- _Activity_
The following data has a line with "rad (default: 1e-3)" and a line with "let sigma = [sigma_d, sigma_phi, sigma_c, sigma_z, sigma_ct];". Write out exactly those lines and all the lines between them.

** Opening Source records block **

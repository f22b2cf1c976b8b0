//! Synthetic detector model.
//!
//! Turns truth particles into measured tracks:
//! 1. **Acceptance**: layer count from an [`AcceptanceGrid`], cut at
//!    `min_hits` (neutrals are always accepted)
//! 2. **Resolution**: helix covariance from a [`CovarianceGrid`]
//! 3. **Smearing**: measured parameters drawn around the true ones with
//!    exactly that covariance
//!
//! The grids are either tabulated from a parametric resolution model or
//! loaded from JSON tables.

use crate::error::SimError;
use crate::oracle::{Oracle, TruthParticle};
use nalgebra::Matrix5;
use serde::{Deserialize, Serialize};
use std::path::Path;
use std::sync::Arc;
use trackcov_core::trackcov_grid::{is_accepted, DEFAULT_ANGLE_NODES, DEFAULT_PT_NODES};
use trackcov_core::trackcov_helix::C_LIGHT;
use trackcov_core::{smear_parameters, AcceptanceGrid, CovarianceGrid, HelixParameters, TrackState};
use trackcov_env::{CovarianceLookup, NumericsObserver};

/// Parametric resolution and acceptance model.
#[derive(Debug, Clone, Serialize, Deserialize)]
pub struct DetectorConfig {
    /// Number of measurement layers (default: 12)
    pub layers: f64,

    /// Minimum layers for a track to be reconstructed (default: 6)
    pub min_hits: i32,

    /// Asymptotic impact-parameter resolution in m (default: 1e-5)
    pub point_resolution: f64,

    /// Multiple-scattering term in m·GeV (default: 3e-5)
    pub scattering: f64,

    /// Curvature resolution slope, σpt/pt per GeV (default: 2e-3)
    pub momentum_resolution: f64,

    /// Curvature resolution floor from scattering (default: 5e-3)
    pub momentum_scattering: f64,

    /// Neutral direction resolution in rad (default: 1e-3)
    pub neutral_angle_resolution: f64,

    /// Neutral relative pt resolution (default: 0.05)
    pub neutral_momentum_resolution: f64,

    /// Optional JSON resolution table replacing the parametric model
    #[serde(default, skip_serializing_if = "Option::is_none")]
    pub resolution_table: Option<String>,

    /// Optional JSON acceptance table replacing the parametric model
    #[serde(default, skip_serializing_if = "Option::is_none")]
    pub acceptance_table: Option<String>,
}

impl Default for DetectorConfig {
    fn default() -> Self {
        Self {
            layers: 12.0,
            min_hits: 6,
            point_resolution: 1.0e-5,
            scattering: 3.0e-5,
            momentum_resolution: 2.0e-3,
            momentum_scattering: 5.0e-3,
            neutral_angle_resolution: 1.0e-3,
            neutral_momentum_resolution: 0.05,
            resolution_table: None,
            acceptance_table: None,
        }
    }
}

impl DetectorConfig {
    /// Helix covariance of a charged track at `(pt, θ)` in field `bz`.
    pub fn charged_covariance(&self, pt: f64, angle_deg: f64, bz: f64) -> Matrix5<f64> {
        let s = angle_deg.to_radians().sin().abs().max(0.05);
        let p = pt / s;
        let ms = self.scattering / (p * s.sqrt());
        let sigma_d = self.point_resolution.hypot(ms);
        let sigma_phi = 30.0 * sigma_d;
        let curvature = C_LIGHT * bz / (2.0 * pt);
        let sigma_c = curvature * (self.momentum_resolution * pt).hypot(self.momentum_scattering / s.sqrt());
        let sigma_z = sigma_d / s;
        let sigma_ct = 30.0 * sigma_d / (s * s);

        let sigma = [sigma_d, sigma_phi, sigma_c, sigma_z, sigma_ct];
        let mut cov = Matrix5::from_fn(|i, j| if i == j { sigma[i] * sigma[i] } else { 0.0 });
        for (i, j, rho) in [(0, 1, 0.5), (1, 2, 0.3), (3, 4, 0.5)] {
            let c = rho * sigma[i] * sigma[j];
            cov[(i, j)] = c;
            cov[(j, i)] = c;
        }
        cov
    }

    /// Line-parameter covariance of a neutral track.
    pub fn neutral_covariance(&self, pt: f64, angle_deg: f64) -> Matrix5<f64> {
        let s = angle_deg.to_radians().sin().abs().max(0.05);
        let sigma_d = 10.0 * self.point_resolution / s.sqrt();
        let sigma_phi = self.neutral_angle_resolution;
        let sigma_pt = self.neutral_momentum_resolution * pt;
        let sigma_z = sigma_d / s;
        let sigma_ct = self.neutral_angle_resolution / (s * s);
        Matrix5::from_diagonal(&nalgebra::Vector5::new(
            sigma_d * sigma_d,
            sigma_phi * sigma_phi,
            sigma_pt * sigma_pt,
            sigma_z * sigma_z,
            sigma_ct * sigma_ct,
        ))
    }

    /// Layers crossed: fewer in the forward region and for curlers.
    pub fn hit_count(&self, pt: f64, angle_deg: f64) -> f64 {
        let polar = ((angle_deg - 8.0) / 20.0).clamp(0.0, 1.0);
        let curl = (pt / 0.3).clamp(0.0, 1.0);
        self.layers * polar * curl
    }
}

/// A smeared track together with the truth it came from.
#[derive(Debug, Clone)]
pub struct Measurement {
    pub truth: HelixParameters,
    pub track: TrackState,
}

/// Acceptance, resolution and smearing for one run.
pub struct Detector {
    config: DetectorConfig,
    bz: f64,
    resolution: CovarianceGrid,
    acceptance: AcceptanceGrid,
}

impl Detector {
    /// Builds the grids from JSON tables when configured, otherwise from the
    /// parametric model on the default nodes.
    pub fn new(config: DetectorConfig, bz: f64, observer: Arc<dyn NumericsObserver>) -> Result<Self, SimError> {
        if !(bz > 0.0) {
            return Err(SimError::invalid_config("bz must be positive"));
        }
        let resolution = match &config.resolution_table {
            Some(path) => CovarianceGrid::from_json_str(&read_table(path)?)?,
            None => CovarianceGrid::from_fn(&DEFAULT_PT_NODES, &DEFAULT_ANGLE_NODES, |pt, a| {
                config.charged_covariance(pt, a, bz)
            })?,
        };
        let acceptance = match &config.acceptance_table {
            Some(path) => AcceptanceGrid::from_json_str(&read_table(path)?)?,
            None => AcceptanceGrid::from_fn(&DEFAULT_PT_NODES, &DEFAULT_ANGLE_NODES, |pt, a| {
                config.hit_count(pt, a)
            })?,
        };
        Ok(Self {
            config,
            bz,
            resolution: resolution.with_observer(observer.clone()),
            acceptance: acceptance.with_observer(observer),
        })
    }

    pub fn bz(&self) -> f64 {
        self.bz
    }

    pub fn accepts(&self, particle: &TruthParticle) -> bool {
        !particle.is_charged()
            || is_accepted(&self.acceptance, particle.pt(), particle.polar_angle_deg(), self.config.min_hits)
    }

    /// Measurement covariance for `particle`.
    pub fn covariance(&self, particle: &TruthParticle) -> Matrix5<f64> {
        let (pt, angle) = (particle.pt(), particle.polar_angle_deg());
        if particle.is_charged() {
            self.resolution.covariance(pt, angle)
        } else {
            self.config.neutral_covariance(pt, angle)
        }
    }

    /// Smeared track, or `None` when the particle is outside acceptance.
    pub fn measure(&self, particle: &TruthParticle, oracle: &mut Oracle) -> Option<Measurement> {
        if !self.accepts(particle) {
            return None;
        }
        let truth = particle.parameters(self.bz);
        let covariance = self.covariance(particle);
        let measured = smear_parameters(&truth, &covariance, &oracle.normals5());
        let track = if particle.is_charged() {
            TrackState::charged(measured, covariance)
        } else {
            TrackState::neutral(measured, covariance)
        };
        Some(Measurement { truth, track })
    }
}

fn read_table(path: &str) -> Result<String, SimError> {
    Ok(std::fs::read_to_string(Path::new(path))?)
}

// ============================================================================
// TESTS
// ============================================================================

** Closing Source records block **

- _Written answer_
    /// Neutral direction resolution in rad (default: 1e-3)
    pub neutral_angle_resolution: f64,

    /// Neutral relative pt resolution (default: 0.05)
    pub neutral_momentum_resolution: f64,

    /// Optional JSON resolution table replacing the parametric model
    #[serde(default, skip_serializing_if = "Option::is_none")]
    pub resolution_table: Option<String>,

    /// Optional JSON acceptance table replacing the parametric model
    #[serde(default, skip_serializing_if = "Option::is_none")]
    pub acceptance_table: Option<String>,
}

impl Default for DetectorConfig {
    fn default() -> Self {
        Self {
            layers: 12.0,
            min_hits: 6,
            point_resolution: 1.0e-5,
            scattering: 3.0e-5,
            momentum_resolution: 2.0e-3,
            momentum_scattering: 5.0e-3,
            neutral_angle_resolution: 1.0e-3,
            neutral_momentum_resolution: 0.05,
            resolution_table: None,
            acceptance_table: None,
        }
    }
}

impl DetectorConfig {
    /// Helix covariance of a charged track at `(pt, θ)` in field `bz`.
    pub fn charged_covariance(&self, pt: f64, angle_deg: f64, bz: f64) -> Matrix5<f64> {
        let s = angle_deg.to_radians().sin().abs().max(0.05);
        let p = pt / s;
        let ms = self.scattering / (p * s.sqrt());
        let sigma_d = self.point_resolution.hypot(ms);
        let sigma_phi = 30.0 * sigma_d;
        let curvature = C_LIGHT * bz / (2.0 * pt);
        let sigma_c = curvature * (self.momentum_resolution * pt).hypot(self.momentum_scattering / s.sqrt());
        let sigma_z = sigma_d / s;
        let sigma_ct = 30.0 * sigma_d / (s * s);

        let sigma = [sigma_d, sigma_phi, sigma_c, sigma_z, sigma_ct];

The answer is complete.